Using the records below, output the stretch that opens with the line containing "sum_correct / sum_npred" and closes with the line containing "positions correct overall", exactly and including both lines, with nothing more.

Stored data entries
---*---
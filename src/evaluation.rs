//! # Entity-Level Scoring
//!
//! Turns a pair of true/predicted label sequences into per-entity and
//! aggregate accuracy, precision, recall and F-score. Labels must already
//! be IOB-decoded (see [`crate::tagger::remove_iob`]): plain entity names,
//! with the empty string standing for "no label".
//!
//! ## Zero-denominator convention
//!
//! Precision, recall and F-score resolve to `0` when their denominator is
//! zero; accuracy resolves to an explicit [`Metric::Undefined`] marker
//! instead. The asymmetry is part of the contract — an undefined accuracy
//! must never be confused with a true zero score.

use std::collections::HashMap;

use serde::{Deserialize, Serialize};
use tracing::debug;

use crate::tagger::Entity;

/// Key under which corpus-wide aggregates are reported.
pub const TOTAL: &str = "Total";

/// A metric value, or an explicit marker that the metric has no defined
/// value because its denominator was zero.
///
/// Serializes untagged: a plain number, or `null` for `Undefined`.
#[derive(Debug, Clone, Copy, PartialEq, Serialize, Deserialize)]
#[serde(untagged)]
pub enum Metric {
    Value(f64),
    Undefined,
}

impl Metric {
    /// The numeric value, if defined.
    pub fn value(&self) -> Option<f64> {
        match self {
            Metric::Value(v) => Some(*v),
            Metric::Undefined => None,
        }
    }
}

/// The four score mappings produced by one evaluation pass, each keyed by
/// entity name plus the synthetic [`TOTAL`] key.
#[derive(Debug, Clone, PartialEq, Serialize, Deserialize)]
pub struct ScoreTable {
    pub accuracy: HashMap<String, Metric>,
    pub precision: HashMap<String, Metric>,
    pub recall: HashMap<String, Metric>,
    pub fscore: HashMap<String, Metric>,
}

/// Computes accuracy, precision, recall and F-score per entity and across
/// all entities.
///
/// `true_labels` and `pred_labels` are matched by position and must have
/// the same length; both use `""` for unlabeled positions.
pub fn evaluate<S: AsRef<str>, T: AsRef<str>>(
    true_labels: &[S],
    pred_labels: &[T],
) -> ScoreTable {
    debug_assert_eq!(true_labels.len(), pred_labels.len());

    // Tally entities, predictions and matches
    let mut ntrue: HashMap<String, f64> = HashMap::new();
    let mut npred: HashMap<String, f64> = HashMap::new();
    let mut correct: HashMap<String, f64> = HashMap::new();

    for (t, p) in true_labels.iter().zip(pred_labels) {
        let (t, p) = (t.as_ref(), p.as_ref());
        *ntrue.entry(t.to_string()).or_default() += 1.0;
        *npred.entry(p.to_string()).or_default() += 1.0;
        if t == p {
            *correct.entry(t.to_string()).or_default() += 1.0;
        }
    }

    let mut accuracy = HashMap::new();
    let mut precision = HashMap::new();
    let mut recall = HashMap::new();
    let mut fscore = HashMap::new();

    let count = |map: &HashMap<String, f64>, key: &str| map.get(key).copied().unwrap_or(0.0);

    for entity in Entity::all() {
        let e = entity.name();

        let cor_entities = count(&correct, e);
        let cor_nonentities = count(&correct, "");
        let n_entities = count(&ntrue, e);
        let n_nonentities = count(&ntrue, "");
        let n_predicted = count(&npred, e);

        let acc = if n_entities + n_nonentities > 0.0 {
            Metric::Value((cor_entities + cor_nonentities) / (n_entities + n_nonentities))
        } else {
            Metric::Undefined
        };

        let p = if n_predicted > 0.0 {
            cor_entities / n_predicted
        } else {
            0.0
        };
        let r = if n_entities > 0.0 {
            cor_entities / n_entities
        } else {
            0.0
        };
        let f = if p + r > 0.0 { 2.0 * p * r / (p + r) } else { 0.0 };

        accuracy.insert(e.to_string(), acc);
        precision.insert(e.to_string(), Metric::Value(p));
        recall.insert(e.to_string(), Metric::Value(r));
        fscore.insert(e.to_string(), Metric::Value(f));
    }

    // Overall accuracy includes the non-entity bucket on both sides, so it
    // is computed before that bucket is zeroed out
    let total_true: f64 = ntrue.values().sum();
    let total_correct: f64 = correct.values().sum();
    accuracy.insert(
        TOTAL.to_string(),
        if total_true > 0.0 {
            Metric::Value(total_correct / total_true)
        } else {
            Metric::Undefined
        },
    );

    // Drop the non-entity counts and recompute the aggregates over
    // entities only
    correct.insert(String::new(), 0.0);
    npred.insert(String::new(), 0.0);
    ntrue.insert(String::new(), 0.0);

    let sum_correct: f64 = correct.values().sum();
    let sum_npred: f64 = npred.values().sum();
    let sum_ntrue: f64 = ntrue.values().sum();

    let p_total = if sum_npred > 0.0 {
        sum_correct / sum_npred
    } else {
        0.0
    };
    let r_total = if sum_ntrue > 0.0 {
        sum_correct / sum_ntrue
    } else {
        0.0
    };
    let f_total = if p_total + r_total > 0.0 {
        2.0 * p_total * r_total / (p_total + r_total)
    } else {
        0.0
    };

    precision.insert(TOTAL.to_string(), Metric::Value(p_total));
    recall.insert(TOTAL.to_string(), Metric::Value(r_total));
    fscore.insert(TOTAL.to_string(), Metric::Value(f_total));

    debug!(
        positions = true_labels.len(),
        total_accuracy = ?accuracy.get(TOTAL),
        total_fscore = ?fscore.get(TOTAL),
        "evaluation complete"
    );

    ScoreTable {
        accuracy,
        precision,
        recall,
        fscore,
    }
}

#[cfg(test)]
mod tests {
    use super::*;

    fn val(metric: &Metric) -> f64 {
        metric.value().expect("metric should be defined")
    }

    #[test]
    fn test_precision_recall_basic() {
        let truth = ["INGR", "", "QTY"];
        let pred = ["INGR", "INGR", "QTY"];
        let scores = evaluate(&truth, &pred);

        // Two INGR predictions, one correct
        assert!((val(&scores.precision["INGR"]) - 0.5).abs() < 1e-9);
        assert!((val(&scores.recall["INGR"]) - 1.0).abs() < 1e-9);
        // 2 of 3 positions correct overall
        assert!((val(&scores.accuracy[TOTAL]) - 2.0 / 3.0).abs() < 1e-9);
    }

    #[test]
    fn test_perfect_prediction() {
        let labels = ["QTY", "UNIT", "INGR", "", ""];
        let scores = evaluate(&labels, &labels);

        for key in ["QTY", "UNIT", "INGR", TOTAL] {
            assert!((val(&scores.precision[key]) - 1.0).abs() < 1e-9);
            assert!((val(&scores.recall[key]) - 1.0).abs() < 1e-9);
            assert!((val(&scores.fscore[key]) - 1.0).abs() < 1e-9);
        }
        assert!((val(&scores.accuracy[TOTAL]) - 1.0).abs() < 1e-9);
    }

    #[test]
    fn test_absent_entity_conventions() {
        // QTY-UR never occurs in truth or prediction
        let truth = ["QTY", ""];
        let pred = ["QTY", ""];
        let scores = evaluate(&truth, &pred);

        // Zero-denominator precision/recall/fscore resolve to 0…
        assert!((val(&scores.precision["QTY-UR"])).abs() < 1e-9);
        assert!((val(&scores.recall["QTY-UR"])).abs() < 1e-9);
        assert!((val(&scores.fscore["QTY-UR"])).abs() < 1e-9);
        // …but its accuracy still has the non-entity bucket as denominator
        assert!((val(&scores.accuracy["QTY-UR"]) - 1.0).abs() < 1e-9);
    }

    #[test]
    fn test_empty_input_accuracy_undefined() {
        let empty: [&str; 0] = [];
        let scores = evaluate(&empty, &empty);
        assert_eq!(scores.accuracy[TOTAL], Metric::Undefined);
        assert_eq!(scores.accuracy["INGR"], Metric::Undefined);
        assert_eq!(scores.precision[TOTAL], Metric::Value(0.0));
    }

    #[test]
    fn test_total_accuracy_counts_nonentity_before_zeroing() {
        // All positions unlabeled and predicted unlabeled: total accuracy 1,
        // but entity-only precision/recall are 0
        let labels = ["", "", ""];
        let scores = evaluate(&labels, &labels);
        assert!((val(&scores.accuracy[TOTAL]) - 1.0).abs() < 1e-9);
        assert!((val(&scores.precision[TOTAL])).abs() < 1e-9);
        assert!((val(&scores.recall[TOTAL])).abs() < 1e-9);
    }

    #[test]
    fn test_unknown_label_counts_toward_totals() {
        // A passthrough label outside the entity set still affects totals
        let truth = ["CMNT", "QTY"];
        let pred = ["CMNT", "QTY"];
        let scores = evaluate(&truth, &pred);
        assert!((val(&scores.accuracy[TOTAL]) - 1.0).abs() < 1e-9);
        // Entity-only aggregates include the CMNT counts in their sums
        assert!((val(&scores.precision[TOTAL]) - 1.0).abs() < 1e-9);
    }

    #[test]
    fn test_metric_serializes_as_number_or_null() {
        let json = serde_json::to_value([Metric::Value(0.5), Metric::Undefined]).unwrap();
        assert_eq!(json[0], 0.5);
        assert!(json[1].is_null());
    }
}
---*---
**Task output**:
        sum_correct / sum_npred
    } else {
        0.0
    };
    let r_total = if sum_ntrue > 0.0 {
        sum_correct / sum_ntrue
    } else {
        0.0
    };
    let f_total = if p_total + r_total > 0.0 {
        2.0 * p_total * r_total / (p_total + r_total)
    } else {
        0.0
    };

    precision.insert(TOTAL.to_string(), Metric::Value(p_total));
    recall.insert(TOTAL.to_string(), Metric::Value(r_total));
    fscore.insert(TOTAL.to_string(), Metric::Value(f_total));

    debug!(
        positions = true_labels.len(),
        total_accuracy = ?accuracy.get(TOTAL),
        total_fscore = ?fscore.get(TOTAL),
        "evaluation complete"
    );

    ScoreTable {
        accuracy,
        precision,
        recall,
        fscore,
    }
}

#[cfg(test)]
mod tests {
    use super::*;

    fn val(metric: &Metric) -> f64 {
        metric.value().expect("metric should be defined")
    }

    #[test]
    fn test_precision_recall_basic() {
        let truth = ["INGR", "", "QTY"];
        let pred = ["INGR", "INGR", "QTY"];
        let scores = evaluate(&truth, &pred);

        // Two INGR predictions, one correct
        assert!((val(&scores.precision["INGR"]) - 0.5).abs() < 1e-9);
        assert!((val(&scores.recall["INGR"]) - 1.0).abs() < 1e-9);
        // 2 of 3 positions correct overall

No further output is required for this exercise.